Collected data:
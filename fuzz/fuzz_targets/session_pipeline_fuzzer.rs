//! Fuzz target for the inbound pipeline
//!
//! Feeds arbitrary lines through the whole receive path: wire line, client
//! translation, router, renderer. Each session uses an arbitrary encoding.
//!
//! # Invariants
//!
//! - Every line yields at most one event
//! - Every visible event yields exactly one transcript entry
//! - Session state never moves backwards
//! - NEVER panic, whatever the bytes

#![no_main]

use arbitrary::Arbitrary;
use libfuzzer_sys::fuzz_target;
use murmur_app::{App, AppAction, AppEvent, RouterConfig, SessionConfig};
use murmur_client::{Client, ClientAction};
use murmur_proto::{Identity, TextEncoding};

const ENCODINGS: [&str; 4] = ["utf-8", "latin1", "shift_jis", "koi8-r"];

#[derive(Debug, Arbitrary)]
struct Session {
    encoding: u8,
    lines: Vec<Vec<u8>>,
}

fuzz_target!(|session: Session| {
    let label = ENCODINGS[usize::from(session.encoding) % ENCODINGS.len()];
    let mut config = SessionConfig::new("irc.example.org", 6667, "tester");
    config.encoding = TextEncoding::for_label(label).unwrap_or_default();

    let mut client = Client::new(&Identity::new("tester"));
    let mut app = App::new(config, RouterConfig::default());
    let _ = app.connect();

    for line in &session.lines {
        let events: Vec<_> = client
            .handle_line(line)
            .into_iter()
            .filter_map(|a| match a {
                ClientAction::Deliver(event) => Some(event),
                ClientAction::Send(_) => None,
            })
            .collect();
        assert!(events.len() <= 1);

        for event in events {
            let hidden = app.router().filter().is_hidden(event.kind());
            let before = app.connection_state();
            let actions = app.handle(AppEvent::Irc(event));

            let displayed = actions.iter().filter(|a| matches!(a, AppAction::Display(_))).count();
            assert_eq!(displayed, usize::from(!hidden));
            assert!(app.connection_state() >= before);
        }
    }
});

Work to be completed -
In the data above, repeat exactly each line from the first through the line that contains "assert_eq!(displayed, usize::from(!hidden));", and give nothing else.

Solved problem -
filename fuzz/fuzz_targets/session_pipeline_fuzzer.rs
//! Fuzz target for the inbound pipeline
//!
//! Feeds arbitrary lines through the whole receive path: wire line, client
//! translation, router, renderer. Each session uses an arbitrary encoding.
//!
//! # Invariants
//!
//! - Every line yields at most one event
//! - Every visible event yields exactly one transcript entry
//! - Session state never moves backwards
//! - NEVER panic, whatever the bytes

#![no_main]

use arbitrary::Arbitrary;
use libfuzzer_sys::fuzz_target;
use murmur_app::{App, AppAction, AppEvent, RouterConfig, SessionConfig};
use murmur_client::{Client, ClientAction};
use murmur_proto::{Identity, TextEncoding};

const ENCODINGS: [&str; 4] = ["utf-8", "latin1", "shift_jis", "koi8-r"];

#[derive(Debug, Arbitrary)]
struct Session {
    encoding: u8,
    lines: Vec<Vec<u8>>,
}

fuzz_target!(|session: Session| {
    let label = ENCODINGS[usize::from(session.encoding) % ENCODINGS.len()];
    let mut config = SessionConfig::new("irc.example.org", 6667, "tester");
    config.encoding = TextEncoding::for_label(label).unwrap_or_default();

    let mut client = Client::new(&Identity::new("tester"));
    let mut app = App::new(config, RouterConfig::default());
    let _ = app.connect();

    for line in &session.lines {
        let events: Vec<_> = client
            .handle_line(line)
            .into_iter()
            .filter_map(|a| match a {
                ClientAction::Deliver(event) => Some(event),
                ClientAction::Send(_) => None,
            })
            .collect();
        assert!(events.len() <= 1);

        for event in events {
            let hidden = app.router().filter().is_hidden(event.kind());
            let before = app.connection_state();
            let actions = app.handle(AppEvent::Irc(event));

            let displayed = actions.iter().filter(|a| matches!(a, AppAction::Display(_))).count();
            assert_eq!(displayed, usize::from(!hidden));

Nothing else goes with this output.